Records supplied Start Marker
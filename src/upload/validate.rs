use crate::api::models::FloorPlanUpload;

/// 10 MB.
pub const MAX_FLOOR_PLAN_BYTES: usize = 10 * 1024 * 1024;

#[derive(Debug, Clone, PartialEq, thiserror::Error)]
pub enum ValidationError {
    #[error("Please choose a floor plan file")]
    MissingFile,

    #[error("Unsupported file type '{0}'. Upload a PNG, JPG or PDF")]
    UnsupportedType(String),

    #[error("File is too large ({size_mb:.1} MB). The limit is 10 MB")]
    TooLarge { size_mb: f64 },

    #[error("Please enter the property address")]
    MissingAddress,
}

/// Accepts PNG, JPEG and PDF. `image/jpg` is non-standard but browsers send it.
pub fn is_allowed_type(content_type: &str) -> bool {
    let Ok(parsed) = content_type.trim().to_ascii_lowercase().parse::<mime::Mime>() else {
        return false;
    };
    let (ty, sub) = (parsed.type_(), parsed.subtype());
    if ty == mime::IMAGE {
        sub == mime::PNG || sub == mime::JPEG || sub.as_str() == "jpg"
    } else {
        ty == mime::APPLICATION && sub == mime::PDF
    }
}

pub fn validate_file(content_type: &str, size: usize) -> Result<(), ValidationError> {
    if size == 0 {
        return Err(ValidationError::MissingFile);
    }
    if !is_allowed_type(content_type) {
        return Err(ValidationError::UnsupportedType(content_type.to_string()));
    }
    if size > MAX_FLOOR_PLAN_BYTES {
        return Err(ValidationError::TooLarge {
            size_mb: size as f64 / (1024.0 * 1024.0),
        });
    }
    Ok(())
}

/// Check a complete submission; the address is trimmed in place.
pub fn validate_upload(upload: &mut FloorPlanUpload) -> Result<(), ValidationError> {
    validate_file(&upload.content_type, upload.bytes.len())?;
    let trimmed = upload.address.trim();
    if trimmed.is_empty() {
        return Err(ValidationError::MissingAddress);
    }
    upload.address = trimmed.to_string();
    Ok(())
}
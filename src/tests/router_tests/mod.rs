mod analytics_tests;
mod dashboard_tests;
mod data_studio_tests;
mod property_tests;
mod report_tests;
mod upload_tests;
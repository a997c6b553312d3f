//! Scripted assistant for the public report page. No model behind it: the
//! question is matched against keyword lists and answered from a template
//! filled with the property's own data.

use crate::domain::insights::{format_count, format_currency, ScoreLevel};
use crate::domain::PropertyView;
use regex::Regex;
use std::sync::LazyLock;

#[derive(Debug, Clone, Copy, PartialEq, Eq)]
pub enum Topic {
    Greeting,
    Neighborhood,
    Issues,
    Cost,
    Investment,
    Size,
    Bedrooms,
    Features,
    Unknown,
}

// Checked in order; the first topic whose pattern matches wins. Whole words
// only, so "current" is not about rent.
static TOPIC_PATTERNS: LazyLock<Vec<(Topic, Regex)>> = LazyLock::new(|| {
    [
        (Topic::Neighborhood, r"\b(?:neighbou?rhoods?|areas?|location|nearby|schools?)\b"),
        (Topic::Issues, r"\b(?:issues?|problems?|concerns?|risks?|risky|downsides?|wrong)\b"),
        (Topic::Investment, r"\b(?:invest\w*|rent|rental|rents|renting|roi|cap rate|apprecia\w*)\b"),
        (Topic::Cost, r"\b(?:costs?|price[ds]?|pricing|worth|values?|expensive|afford\w*|how much)\b"),
        (Topic::Size, r"\b(?:size|square|sqft|sq\.? ?ft|big|bigger|large|larger|space|spacious)\b"),
        (Topic::Bedrooms, r"\b(?:bed(?:room)?s?|bath(?:room)?s?|rooms)\b"),
        (Topic::Features, r"\b(?:features?|amenit\w*|highlights?|layout|kitchen|balcon(?:y|ies))\b"),
        (Topic::Greeting, r"\b(?:hello|hi|hey|good (?:morning|afternoon|evening))\b"),
    ]
    .into_iter()
    .map(|(topic, pattern)| (topic, Regex::new(pattern).unwrap()))
    .collect()
});

pub fn classify(question: &str) -> Topic {
    let lower = question.to_lowercase();
    TOPIC_PATTERNS
        .iter()
        .find(|(_, re)| re.is_match(&lower))
        .map(|(topic, _)| *topic)
        .unwrap_or(Topic::Unknown)
}

pub fn answer(question: &str, property: &PropertyView) -> String {
    let address = if property.address.is_empty() {
        "this property".to_string()
    } else {
        property.address.clone()
    };

    match classify(question) {
        Topic::Greeting => format!(
            "Hi! I can answer questions about {address}: price, size, rooms, features, the neighborhood or investment potential."
        ),
        Topic::Neighborhood => match (&property.insights.neighborhood_summary, &property.neighborhood) {
            (Some(summary), _) => summary.clone(),
            (None, Some(name)) => format!("{address} is in {name}. Ask the listing agent for a full neighborhood tour."),
            (None, None) => format!(
                "We don't have a neighborhood report for {address} yet. The listing agent can share local details."
            ),
        },
        Topic::Issues => {
            let risks = property
                .insights
                .investment
                .as_ref()
                .map(|inv| inv.risk_factors.as_slice())
                .unwrap_or_default();
            if risks.is_empty() {
                "No specific concerns were flagged in the analysis. An in-person inspection is always recommended.".to_string()
            } else {
                format!("Things to consider: {}.", risks.join("; "))
            }
        }
        Topic::Cost => {
            let price = property.price();
            if price <= 0.0 {
                return "A price estimate isn't available yet. Please contact the listing agent.".to_string();
            }
            let mut reply = format!("The estimated market value is {}", format_currency(price));
            if let Some((lo, hi)) = property.insights.value_range {
                reply.push_str(&format!(
                    ", with a likely range of {} to {}",
                    format_currency(lo),
                    format_currency(hi)
                ));
            }
            if property.square_footage > 0.0 {
                reply.push_str(&format!(
                    " (about {} per sq ft)",
                    format_currency(price / property.square_footage)
                ));
            }
            reply.push('.');
            reply
        }
        Topic::Investment => match &property.insights.investment {
            Some(inv) if inv.score > 0.0 => {
                let mut reply = format!(
                    "The investment score is {}/100 ({}).",
                    inv.score.round(),
                    ScoreLevel::from_score(inv.score).label()
                );
                if let Some(rent) = inv.estimated_rental_income {
                    reply.push_str(&format!(" Estimated rent is {} per month.", format_currency(rent)));
                }
                if let Some(cap) = inv.cap_rate {
                    reply.push_str(&format!(" Projected cap rate: {cap:.1}%."));
                }
                reply
            }
            _ => "An investment analysis hasn't been prepared for this property yet.".to_string(),
        },
        Topic::Size => {
            if property.square_footage > 0.0 {
                format!(
                    "{address} offers approximately {} sq ft{}.",
                    format_count(property.square_footage),
                    if property.layout_type.is_empty() {
                        String::new()
                    } else {
                        format!(" in a {} layout", property.layout_type.to_lowercase())
                    }
                )
            } else {
                "The square footage hasn't been measured yet.".to_string()
            }
        }
        Topic::Bedrooms => format!(
            "It has {} bedroom{} and {} bathroom{}.",
            format_count(property.bedrooms),
            plural(property.bedrooms),
            format_count(property.bathrooms),
            plural(property.bathrooms)
        ),
        Topic::Features => {
            if property.features.is_empty() {
                "The floor plan analysis didn't list specific features. The photos and floor plan above show the layout.".to_string()
            } else {
                format!("Highlights include: {}.", property.features.join(", "))
            }
        }
        Topic::Unknown => "I can help with price, size, rooms, features, the neighborhood, potential issues or investment potential. For anything else, please contact the listing agent.".to_string(),
    }
}

fn plural(n: f64) -> &'static str {
    if n == 1.0 {
        ""
    } else {
        "s"
    }
}

#[derive(Debug, Clone, Copy, PartialEq, Eq)]
pub enum Speaker {
    Visitor,
    Assistant,
}

#[derive(Debug, Clone, PartialEq)]
pub struct ChatMessage {
    pub speaker: Speaker,
    pub text: String,
}

/// The whole conversation state: an ordered list of messages.
#[derive(Debug, Clone, Default)]
pub struct ChatSession {
    pub messages: Vec<ChatMessage>,
}

impl ChatSession {
    /// Record a question and its answer; returns the answer.
    pub fn ask(&mut self, question: &str, property: &PropertyView) -> &ChatMessage {
        let reply = answer(question, property);
        self.messages.push(ChatMessage {
            speaker: Speaker::Visitor,
            text: question.trim().to_string(),
        });
        self.messages.push(ChatMessage {
            speaker: Speaker::Assistant,
            text: reply,
        });
        &self.messages[self.messages.len() - 1]
    }
}
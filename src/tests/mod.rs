mod router_tests;
pub mod utils;
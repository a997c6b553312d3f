// src/tests/router_tests/property_tests.rs

use crate::api::models::ShareableLink;
use crate::router::handle;
use crate::routes::properties::STOP_POLLING;
use crate::tests::utils::{
    body_string, get, header, make_state, post_form, sample_property, FakeApi,
};
use std::sync::Arc;

fn seeded() -> Arc<FakeApi> {
    let api = Arc::new(FakeApi::new());
    api.insert_json(sample_property("p1", "123 Main St, Springfield, IL 62701"));
    api
}

#[test]
fn detail_page_shows_extracted_and_market_data() {
    let state = make_state(seeded());
    let mut resp = handle(get("/properties/p1"), &state).unwrap();

    assert_eq!(resp.status(), 200);
    let body = body_string(&mut resp);
    assert!(body.contains("123 Main St, Springfield, IL 62701"));
    assert!(body.contains("$500,000"));
    assert!(body.contains("Living Room"));
    assert!(body.contains("Balcony"));
    assert!(body.contains("125 Main St"));
    assert!(body.contains("Sunny two bedroom"));
    assert!(body.contains("Floor plan quality"));
    // Not requested, so no overlay.
    assert!(!body.contains("/properties/p1/progress"));
}

#[test]
fn model_prediction_appears_once_a_model_is_trained() {
    let state = make_state(seeded());

    let mut before = handle(get("/properties/p1"), &state).unwrap();
    assert_eq!(before.status(), 200);
    assert!(!body_string(&mut before).contains("Model prediction"));

    handle(post_form("/analytics/train", "model_type=ridge"), &state).unwrap();

    let mut after = handle(get("/properties/p1"), &state).unwrap();
    let body = body_string(&mut after);
    assert!(body.contains("Model prediction"));
    assert!(body.contains("$512,000"));
    assert!(body.contains("medium confidence"));
}

#[test]
fn failing_prediction_does_not_break_the_page() {
    let api = seeded();
    api.fail_with("predict:p1", 500);
    let state = make_state(api);
    handle(post_form("/analytics/train", ""), &state).unwrap();

    let mut resp = handle(get("/properties/p1"), &state).unwrap();
    assert_eq!(resp.status(), 200);
    let body = body_string(&mut resp);
    assert!(body.contains("Sunny two bedroom"));
    assert!(!body.contains("Model prediction"));
}

#[test]
fn unknown_property_is_a_404_page() {
    let state = make_state(Arc::new(FakeApi::new()));
    let resp = handle(get("/properties/ghost"), &state).unwrap();
    assert_eq!(resp.status(), 404);
}

#[test]
fn show_progress_retries_a_property_that_is_not_readable_yet() {
    let api = seeded();
    api.script_statuses("p1", &["missing", "missing", "complete"]);
    let state = make_state(api.clone());

    let mut resp = handle(get("/properties/p1?showProgress=true"), &state).unwrap();

    assert_eq!(resp.status(), 200);
    assert_eq!(api.get_calls("p1"), 3);
    assert!(body_string(&mut resp).contains("Sunny two bedroom"));
}

#[test]
fn without_show_progress_a_404_is_not_retried() {
    let api = seeded();
    api.script_statuses("p1", &["missing", "complete"]);
    let state = make_state(api.clone());

    let resp = handle(get("/properties/p1"), &state).unwrap();

    assert_eq!(resp.status(), 404);
    assert_eq!(api.get_calls("p1"), 1);
}

#[test]
fn untracked_progress_stops_polling() {
    let state = make_state(seeded());
    let mut resp = handle(get("/properties/p1/progress"), &state).unwrap();

    assert_eq!(resp.status(), STOP_POLLING);
    assert!(body_string(&mut resp).trim().is_empty());
}

#[test]
fn saving_listing_copy_patches_the_property() {
    let api = seeded();
    let state = make_state(api.clone());

    let resp = handle(
        post_form(
            "/properties/p1/listing",
            "headline=Bright+loft&description=Top+floor&highlights=Views%0D%0ALight&seo_keywords=loft%2C+views",
        ),
        &state,
    )
    .unwrap();

    assert_eq!(resp.status(), 303);
    assert_eq!(header(&resp, "Location"), "/properties/p1?notice=saved");

    let patches = api.patches.lock().unwrap().clone();
    assert_eq!(patches.len(), 1);
    let copy = patches[0].1.listing_copy.clone().unwrap();
    assert_eq!(copy.headline.as_deref(), Some("Bright loft"));
    assert_eq!(copy.highlights, vec!["Views", "Light"]);

    let mut page = handle(get("/properties/p1?notice=saved"), &state).unwrap();
    let body = body_string(&mut page);
    assert!(body.contains("Listing copy saved."));
    assert!(body.contains("Bright loft"));
}

#[test]
fn share_generates_a_link_and_follows_return_to() {
    let api = seeded();
    let state = make_state(api.clone());

    let resp = handle(
        post_form("/properties/p1/share", "return_to=%2Fagent-tools%3Fid%3Dp1"),
        &state,
    )
    .unwrap();
    assert_eq!(header(&resp, "Location"), "/agent-tools?id=p1");

    let mut page = handle(get("/properties/p1"), &state).unwrap();
    assert!(body_string(&mut page).contains("http://localhost:3000/report/tok-p1"));
}

#[test]
fn share_reuses_an_active_link() {
    let api = seeded();
    api.set_link(
        "p1",
        ShareableLink {
            token: Some("existing".into()),
            share_url: Some("http://localhost:3000/report/existing".into()),
            expires_at: None,
            is_active: Some(true),
        },
    );
    let state = make_state(api.clone());

    let resp = handle(post_form("/properties/p1/share", ""), &state).unwrap();
    assert_eq!(header(&resp, "Location"), "/properties/p1?notice=shared");

    let mut page = handle(get("/properties/p1?notice=shared"), &state).unwrap();
    let body = body_string(&mut page);
    assert!(body.contains("report/existing"));
    assert!(!body.contains("tok-p1"));
}

#[test]
fn enrich_starts_tracking() {
    let api = seeded();
    let state = make_state(api.clone());

    let resp = handle(post_form("/properties/p1/enrich", ""), &state).unwrap();

    assert_eq!(header(&resp, "Location"), "/properties/p1?showProgress=true");
    assert_eq!(*api.enriched.lock().unwrap(), vec!["p1".to_string()]);
    assert!(state.board.snapshot("p1").is_some());
}

#[test]
fn dismissing_progress_over_htmx_returns_empty_fragment() {
    let api = seeded();
    let state = make_state(api);
    handle(post_form("/properties/p1/enrich", ""), &state).unwrap();

    let mut req = post_form("/properties/p1/progress", "");
    req.headers_mut()
        .insert("HX-Request", "true".parse().unwrap());
    let mut resp = handle(req, &state).unwrap();

    assert_eq!(resp.status(), 200);
    assert!(body_string(&mut resp).is_empty());
    assert!(state.board.snapshot("p1").is_none());
}

#[test]
fn delete_redirects_to_dashboard() {
    let api = seeded();
    let state = make_state(api.clone());

    let resp = handle(post_form("/properties/p1/delete", ""), &state).unwrap();

    assert_eq!(header(&resp, "Location"), "/?notice=deleted");
    assert!(api.ids().is_empty());
}

#[test]
fn failed_delete_stays_on_detail_with_banner() {
    let api = seeded();
    api.fail_with("p1", 500);
    let state = make_state(api.clone());

    let resp = handle(post_form("/properties/p1/delete", ""), &state).unwrap();
    // The detail fetch fails too, so the unavailable page is shown.
    assert_ne!(resp.status(), 303);
    assert_eq!(api.ids(), vec!["p1".to_string()]);
}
Records supplied End Marker
Please say how many lines in the records contain the word "Regex", and give only that number.

3